WHAT YOU WILL DO:
Show each line of the listing in which the word "memory" occurs.

------------------------------

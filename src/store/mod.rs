//! In-memory storage module
//!
//! Provides the key-value storage engine with TTL support and lazy,
//! read-triggered expiration. This module knows nothing about HTTP.

mod entry;
mod error;
mod memory;

pub use entry::{Entity, NO_EXPIRATION};
pub use error::{Result, StoreError};
pub use memory::{MemoryStore, StoreStats};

------------------------------

COMPLETED EXERCISE:
//! In-memory storage module
mod memory;
pub use memory::{MemoryStore, StoreStats};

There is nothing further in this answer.